Subject: Approaching 6 years
I found this site a few years ago and now have the app installed on my phone. I don’t open it too often, maybe once a month. I read thru the guest posts and feel the pain. I understand the feelings so many think no one can possibly understand. I have been there, I still am.
My younger brother shot himself in the head on feb 4th, 2012. He was 25 years old, getting a divorce and a Marine.
I am finally seeing a counselor, finally working thru the feelings. I have been shoving them deep down, ignoring them. But this year is a year of great change. I am divorcing my husband of 10 years and opening up to the world.
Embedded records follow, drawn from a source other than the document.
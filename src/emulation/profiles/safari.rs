//! Safari browser profiles, macOS and iOS.
//!
//! Safari only ships on Apple platforms. Requests for another OS keep the
//! native platform's headers.

use super::BrowserProfile;
use crate::emulation::{Emulation, EmulationFactory, Http1Options, ImpersonateOs};
use crate::http::h2fingerprint::H2Fingerprint;
use crate::http::orderedheaders::OrderedHeaderMap;
use crate::socket::tls::codepoints::{cipher, extension, group, sigalg, version};
use crate::socket::tls::{AlpnProtocol, CertCompressAlg, TlsOptions};

/// Safari on macOS.
#[derive(Debug, Clone, Copy, PartialEq, Eq, Hash)]
#[non_exhaustive]
pub enum Safari {
    V15_3,
    V15_6_1,
    V16,
    V16_5,
    V17_0,
    V17_2_1,
    V17_4_1,
    V17_5,
    V18,
    V18_2,
}

/// Safari on iOS.
#[derive(Debug, Clone, Copy, PartialEq, Eq, Hash)]
#[non_exhaustive]
pub enum SafariIos {
    V16_5,
    V17_2,
    V17_4_1,
    V18_1_1,
}

impl Default for Safari {
    fn default() -> Self {
        Safari::V18
    }
}

impl Default for SafariIos {
    fn default() -> Self {
        SafariIos::V18_1_1
    }
}

impl Safari {
    /// `Version/` token of the user agent.
    pub fn version(self) -> &'static str {
        match self {
            Safari::V15_3 => "15.3",
            Safari::V15_6_1 => "15.6.1",
            Safari::V16 => "16.0",
            Safari::V16_5 => "16.5",
            Safari::V17_0 => "17.0",
            Safari::V17_2_1 => "17.2.1",
            Safari::V17_4_1 => "17.4.1",
            Safari::V17_5 => "17.5",
            Safari::V18 => "18.0",
            Safari::V18_2 => "18.2",
        }
    }
}

impl SafariIos {
    pub fn version(self) -> &'static str {
        match self {
            SafariIos::V16_5 => "16.5",
            SafariIos::V17_2 => "17.2",
            SafariIos::V17_4_1 => "17.4.1",
            SafariIos::V18_1_1 => "18.1.1",
        }
    }
}

impl BrowserProfile for Safari {
    fn all() -> &'static [Self] {
        &[
            Safari::V15_3,
            Safari::V15_6_1,
            Safari::V16,
            Safari::V16_5,
            Safari::V17_0,
            Safari::V17_2_1,
            Safari::V17_4_1,
            Safari::V17_5,
            Safari::V18,
            Safari::V18_2,
        ]
    }

    fn id(self) -> &'static str {
        match self {
            Safari::V15_3 => "safari_15_3",
            Safari::V15_6_1 => "safari_15_6_1",
            Safari::V16 => "safari_16",
            Safari::V16_5 => "safari_16_5",
            Safari::V17_0 => "safari_17_0",
            Safari::V17_2_1 => "safari_17_2_1",
            Safari::V17_4_1 => "safari_17_4_1",
            Safari::V17_5 => "safari_17_5",
            Safari::V18 => "safari_18",
            Safari::V18_2 => "safari_18_2",
        }
    }

    fn native_os(self) -> ImpersonateOs {
        ImpersonateOs::MacOs
    }

    fn build(self, os: ImpersonateOs) -> Emulation {
        safari_emulation(self.id(), self.version(), apple_os(os, ImpersonateOs::MacOs))
    }
}

impl BrowserProfile for SafariIos {
    fn all() -> &'static [Self] {
        &[
            SafariIos::V16_5,
            SafariIos::V17_2,
            SafariIos::V17_4_1,
            SafariIos::V18_1_1,
        ]
    }

    fn id(self) -> &'static str {
        match self {
            SafariIos::V16_5 => "safari_ios_16_5",
            SafariIos::V17_2 => "safari_ios_17_2",
            SafariIos::V17_4_1 => "safari_ios_17_4_1",
            SafariIos::V18_1_1 => "safari_ios_18_1_1",
        }
    }

    fn native_os(self) -> ImpersonateOs {
        ImpersonateOs::Ios
    }

    fn build(self, os: ImpersonateOs) -> Emulation {
        safari_emulation(self.id(), self.version(), apple_os(os, ImpersonateOs::Ios))
    }
}

impl EmulationFactory for Safari {
    fn emulation(self) -> Emulation {
        self.build(self.native_os())
    }
}

impl EmulationFactory for SafariIos {
    fn emulation(self) -> Emulation {
        self.build(self.native_os())
    }
}

fn apple_os(requested: ImpersonateOs, native: ImpersonateOs) -> ImpersonateOs {
    match requested {
        ImpersonateOs::MacOs | ImpersonateOs::Ios => requested,
        _ => native,
    }
}

fn major_of(version: &str) -> u16 {
    version
        .split('.')
        .next()
        .and_then(|m| m.parse().ok())
        .unwrap_or(18)
}

fn safari_emulation(id: &'static str, version: &str, os: ImpersonateOs) -> Emulation {
    let major = major_of(version);
    Emulation::builder()
        .profile_id(id)
        .os(os)
        .tls_options(safari_tls_options())
        .http1_options(Http1Options::default())
        .http2_options(H2Fingerprint::safari(major))
        .headers(safari_headers(version, major, os))
        .build()
}

fn safari_user_agent(version: &str, os: ImpersonateOs) -> String {
    if os == ImpersonateOs::Ios {
        let ios = version.replace('.', "_");
        format!(
            "Mozilla/5.0 (iPhone; CPU iPhone OS {} like Mac OS X) AppleWebKit/605.1.15 (KHTML, like Gecko) Version/{} Mobile/15E148 Safari/604.1",
            ios, version
        )
    } else {
        format!(
            "Mozilla/5.0 (Macintosh; Intel Mac OS X 10_15_7) AppleWebKit/605.1.15 (KHTML, like Gecko) Version/{} Safari/605.1.15",
            version
        )
    }
}

/// Safari's hello has been stable across 15-18: GREASE on, no session
/// ticket extension, legacy CBC and 3DES suites still offered.
fn safari_tls_options() -> TlsOptions {
    TlsOptions::builder()
        .cipher_suites(&[
            cipher::TLS_AES_128_GCM_SHA256,
            cipher::TLS_AES_256_GCM_SHA384,
            cipher::TLS_CHACHA20_POLY1305_SHA256,
            cipher::ECDHE_ECDSA_AES256_GCM_SHA384,
            cipher::ECDHE_ECDSA_AES128_GCM_SHA256,
            cipher::ECDHE_ECDSA_CHACHA20_POLY1305,
            cipher::ECDHE_RSA_AES256_GCM_SHA384,
            cipher::ECDHE_RSA_AES128_GCM_SHA256,
            cipher::ECDHE_RSA_CHACHA20_POLY1305,
            cipher::ECDHE_ECDSA_AES256_SHA,
            cipher::ECDHE_ECDSA_AES128_SHA,
            cipher::ECDHE_RSA_AES256_SHA,
            cipher::ECDHE_RSA_AES128_SHA,
            cipher::RSA_AES256_GCM_SHA384,
            cipher::RSA_AES128_GCM_SHA256,
            cipher::RSA_AES256_SHA,
            cipher::RSA_AES128_SHA,
            cipher::ECDHE_ECDSA_3DES_EDE_CBC_SHA,
            cipher::ECDHE_RSA_3DES_EDE_CBC_SHA,
            cipher::RSA_3DES_EDE_CBC_SHA,
        ])
        .extensions(&[
            extension::SERVER_NAME,
            extension::EXTENDED_MASTER_SECRET,
            extension::RENEGOTIATION_INFO,
            extension::SUPPORTED_GROUPS,
            extension::EC_POINT_FORMATS,
            extension::ALPN,
            extension::STATUS_REQUEST,
            extension::SIGNATURE_ALGORITHMS,
            extension::SIGNED_CERTIFICATE_TIMESTAMP,
            extension::KEY_SHARE,
            extension::PSK_KEY_EXCHANGE_MODES,
            extension::SUPPORTED_VERSIONS,
            extension::COMPRESS_CERTIFICATE,
            extension::PADDING,
        ])
        .supported_groups(&[
            group::X25519,
            group::SECP256R1,
            group::SECP384R1,
            group::SECP521R1,
        ])
        .key_share_groups(&[group::X25519])
        .signature_algorithms(&[
            sigalg::ECDSA_SECP256R1_SHA256,
            sigalg::RSA_PSS_RSAE_SHA256,
            sigalg::RSA_PKCS1_SHA256,
            sigalg::ECDSA_SECP384R1_SHA384,
            sigalg::ECDSA_SHA1,
            sigalg::RSA_PSS_RSAE_SHA384,
            sigalg::RSA_PKCS1_SHA384,
            sigalg::RSA_PSS_RSAE_SHA512,
            sigalg::RSA_PKCS1_SHA512,
            sigalg::RSA_PKCS1_SHA1,
        ])
        .alpn_protocols(&[AlpnProtocol::HTTP2, AlpnProtocol::HTTP1])
        .supported_versions(&[
            version::TLS_1_3,
            version::TLS_1_2,
            version::TLS_1_1,
            version::TLS_1_0,
        ])
        .certificate_compression(&[CertCompressAlg::Zlib])
        .grease(true)
        .permute_extensions(false)
        .session_ticket(false)
        .build()
}

fn safari_headers(version: &str, major: u16, os: ImpersonateOs) -> OrderedHeaderMap {
    let mut headers = OrderedHeaderMap::with_capacity(10);
    let mut add = |name: &str, value: &str| {
        let _ = headers.append(name, value);
    };
    let user_agent = safari_user_agent(version, os);
    let accept = "text/html,application/xhtml+xml,application/xml;q=0.9,*/*;q=0.8";

    if major >= 18 {
        add("Sec-Fetch-Dest", "document");
        add("User-Agent", &user_agent);
        add("Accept", accept);
        add("Sec-Fetch-Site", "none");
        add("Sec-Fetch-Mode", "navigate");
        add("Accept-Language", "en-US,en;q=0.9");
        add("Priority", "u=0, i");
        add("Accept-Encoding", "gzip, deflate, br");
        add("Connection", "keep-alive");
    } else {
        add("Accept", accept);
        add("Sec-Fetch-Site", "none");
        add("Accept-Encoding", "gzip, deflate, br");
        add("Sec-Fetch-Mode", "navigate");
        add("User-Agent", &user_agent);
        add("Accept-Language", "en-US,en;q=0.9");
        add("Sec-Fetch-Dest", "document");
        add("Connection", "keep-alive");
    }
    headers
}

#[cfg(test)]
mod tests {
    use super::*;

    #[test]
    fn test_safari_macos() {
        let emulation = Safari::V17_0.emulation();
        assert_eq!(emulation.os, ImpersonateOs::MacOs);
        assert!(emulation
            .user_agent()
            .unwrap()
            .contains("Version/17.0 Safari/605.1.15"));
        assert!(!emulation.tls_options.session_ticket);
        assert!(!emulation.tls_options.has_extension(extension::SESSION_TICKET));
        assert_eq!(emulation.http2_options.pseudo_order.to_string(), "m,s,p,a");
    }

    #[test]
    fn test_safari_ios() {
        let emulation = SafariIos::V17_4_1.emulation();
        assert!(emulation
            .user_agent()
            .unwrap()
            .contains("iPhone OS 17_4_1 like Mac OS X"));
        assert_eq!(
            emulation.http2_options.akamai(),
            "2:0;4:4194304;3:100|10485760|0|m,s,p,a"
        );
    }

    #[test]
    fn test_non_apple_os_keeps_native() {
        let emulation = Safari::V18.build(ImpersonateOs::Windows);
        assert_eq!(emulation.os, ImpersonateOs::MacOs);
        let ios = Safari::V18.build(ImpersonateOs::Ios);
        assert!(ios.user_agent().unwrap().contains("Mobile/15E148"));
    }
}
The hurt of losing my younger brother hasn’t lessened any. I still think of him everyday, whether I speak of him or not. It is a cycle of talking and crying and finding someone to listen. Whether you hold it in or let it out, everything is real and ok. Our lives are never, ever going to be the same. Nor should they, we have felt a loss so profound. For me, I am going for what makes me happy, I am not letting life’s negativity or other people hold me back. There have been two life altering events, losing my brother and finding my father. Two things that I couldn’t even dream of when I was younger, and now they have happened and for the good and the bad, I am here still.
I pull down my brothers flag case, with his picture and his medals. I open it up and if alone, I cry. I let it out, then I pull it back in and continue.